H.

Herencia Genética

Rodrigo siempre intuyó que los hombres de su familia estaban malditos.A su abuelo Agustín no lo conoció, murió joven a manos de su mujer Amalia. Dicen, que el día que le mató,  los ojos se le llenaron de espanto y el corazón de remordimientos y que la locura acudió en su ayuda para evitar explicar porqué apuñaló a su marido aquella mañana mientras cocinaba, .Con su padre apenas tuvo trato, porque cuando todavía era un niño, él ya estaba entre rejas y su madre le mantuvo alejado de la cárcel, ocultándole el crimen por el que estaba pagando. Sabía que padecían el mismo mal pues el rictus de dolor en su cara, suavizado por las drogas carcelarias, era idéntico al suyo.Rodrigo peregrinó, durante años, por los mejores especialistas, intentando averiguar la causa de su padecimiento sin llegar a un diagnóstico concluyente. No encontraban nada físico que justificara sus episodios y rendidos, sin saber por donde seguir, le derivaron al Dr. Castañeda.Acudió a las primeras sesiones, esperanzado, pero llevaba un año de terapia, sin ninguna mejoría; a veces pensaba que no merecía la pena seguir viviendo y, en más de una ocasión, le tentó el suicidio, pero la falta de valor y la idea de dejar éste mundo sin averiguar la causa de su sufrimiento, del sufrimiento de su padre y, hasta donde él sabía, del de su abuelo, le frenaban.

Cada vez eran más insoportables aquellas punzadas en la boca del estómago que le estaban matando y que nacieron con él pues no recordaba cuándo eligieron su cuerpo para torturarle.

Llegaban con la seguridad del depredador ante la presa acorralada, deslizándose garganta abajo, hasta alcanzar el vacío del estómago. Era cómo si cientos de garras se clavaran en sus paredes, retorciéndole las entrañas y provocándole espasmos insoportables.

Se empapaba de un sudor frío y los ojos se volvían cuencas adentro intentando averiguar qué sucedía en su interior.

Algunas crisis le llevaban hasta el desmayo del que salía con la garganta seca, la boca cuarteada, el estómago hinchado y una sed desértica.

A otras les ganaba la partida. Al primer síntoma corría a comer y engullía, sin medida, todo lo que encontraba, con hambre de siglos. Comía hasta que las garras satisfechas soltaban su presa y paraban los retortijones.

Esa tarde, sentado frente al psiquiatra, mientras éste ojeaba su historial, le atrajo, como un imán, el corte que el médico tenía en el labio superior. Intentaba evitarlo pero, como una polilla sin voluntad frente a la luz, miraba obsesivamente la herida. Se imaginó la mano huesuda del médico deslizando la cuchilla de afeitar por la cara, llena de surcos añejos y vio como el hilillo de sangre reseca se volvía caudaloso, liberándose a borbotones hasta alcanzar la bata blanca, salpicando la mesa…
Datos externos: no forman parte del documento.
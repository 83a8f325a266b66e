//! Error types for grade beam analysis
//!
//! Parsing errors are scoped to the input field they came from. Solve errors
//! are scoped to one subgrade modulus, so a sweep can keep the rows that
//! succeeded.

use fea_solver::error::FEAError;
use serde::{Deserialize, Serialize};
use thiserror::Error;

/// Result type alias for grade beam operations
pub type GradeBeamResult<T> = Result<T, GradeBeamError>;

/// Structured error type for grade beam operations
#[derive(Error, Debug, Clone, Serialize, Deserialize, PartialEq)]
#[serde(tag = "type", content = "details")]
pub enum GradeBeamError {
    /// A comma-separated numeric list contains a token that is not a finite number
    #[error("Malformed list for '{field}': token {position} ({token:?}) is not a number")]
    MalformedNumericList {
        field: String,
        /// 1-based token position
        position: usize,
        token: String,
    },

    /// Load magnitudes and locations do not pair up
    #[error(
        "'{magnitudes_field}' has {magnitudes} value(s) but '{locations_field}' has {locations}"
    )]
    InsufficientLoadPairing {
        magnitudes_field: String,
        locations_field: String,
        magnitudes: usize,
        locations: usize,
    },

    /// A parsed value is out of range or incomplete
    #[error("Invalid input for '{field}': {reason}")]
    InvalidInput { field: String, reason: String },

    /// The stiffness system is singular or the model cannot be built
    #[error("Ill-posed model: {0}")]
    IllPosedModel(String),

    /// Any other solver failure
    #[error("Solver failure: {0}")]
    SolverFailure(String),
}

impl GradeBeamError {
    pub(crate) fn invalid(field: &str, reason: impl Into<String>) -> Self {
        Self::InvalidInput {
            field: field.to_string(),
            reason: reason.into(),
        }
    }
}

impl From<FEAError> for GradeBeamError {
    fn from(err: FEAError) -> Self {
        if err.is_instability() {
            Self::IllPosedModel(err.to_string())
        } else {
            Self::SolverFailure(err.to_string())
        }
    }
}

#[cfg(test)]
mod tests {
    use super::*;

    #[test]
    fn test_solver_errors_are_classified() {
        let singular = FEAError::SingularMatrix {
            node: "node3".to_string(),
            dof: "DY".to_string(),
        };
        assert!(matches!(GradeBeamError::from(singular), GradeBeamError::IllPosedModel(_)));

        let bad_section = FEAError::InvalidInput("section 'GB' must have a positive Iz".to_string());
        assert!(matches!(GradeBeamError::from(bad_section), GradeBeamError::SolverFailure(_)));
    }

    #[test]
    fn test_error_serializes_with_tag() {
        let err = GradeBeamError::MalformedNumericList {
            field: "subgrade_moduli".to_string(),
            position: 2,
            token: "abc".to_string(),
        };
        let json = serde_json::to_value(&err).unwrap();
        assert_eq!(json["type"], "MalformedNumericList");
        assert_eq!(json["details"]["position"], 2);
    }
}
Las garras empezaron a trabajar con más fuerza que nunca,  … Analizó la habitación buscando con qué calmarlas… no vio nada

Como un lobo hambriento saltó sobre el médico, mientras éste apretaba el botón de emergencia bajo su mesa.

Unos meses más tarde, en el aula de la facultad de psiquiatría, el doctor Castañeda, ajustándose la prótesis facial, daba una clase magistral sobre el canibalismo.

E.

Engaños

Sé que me engaña. Se lo noto en las miradas esquivas que le busco para provocar su nerviosismo, obligándole a improvisar mentiras que ni siquiera escucho.

Se enreda en la burda telaraña que teje para justicarse de algo que no me importa.

Está seguro de que creo sus mentiras que, cada día, urde con más facilidad.

Lo mío es distinto. Él nunca me pregunta, ahorrándome mentiras, y evito su mirada para que nos las intuya. Sé que no sospecha porque oye mis justificaciones sin la más mínima inquietud… pero, a veces, me pone nerviosa, es… ¡cómo si no me escuchara!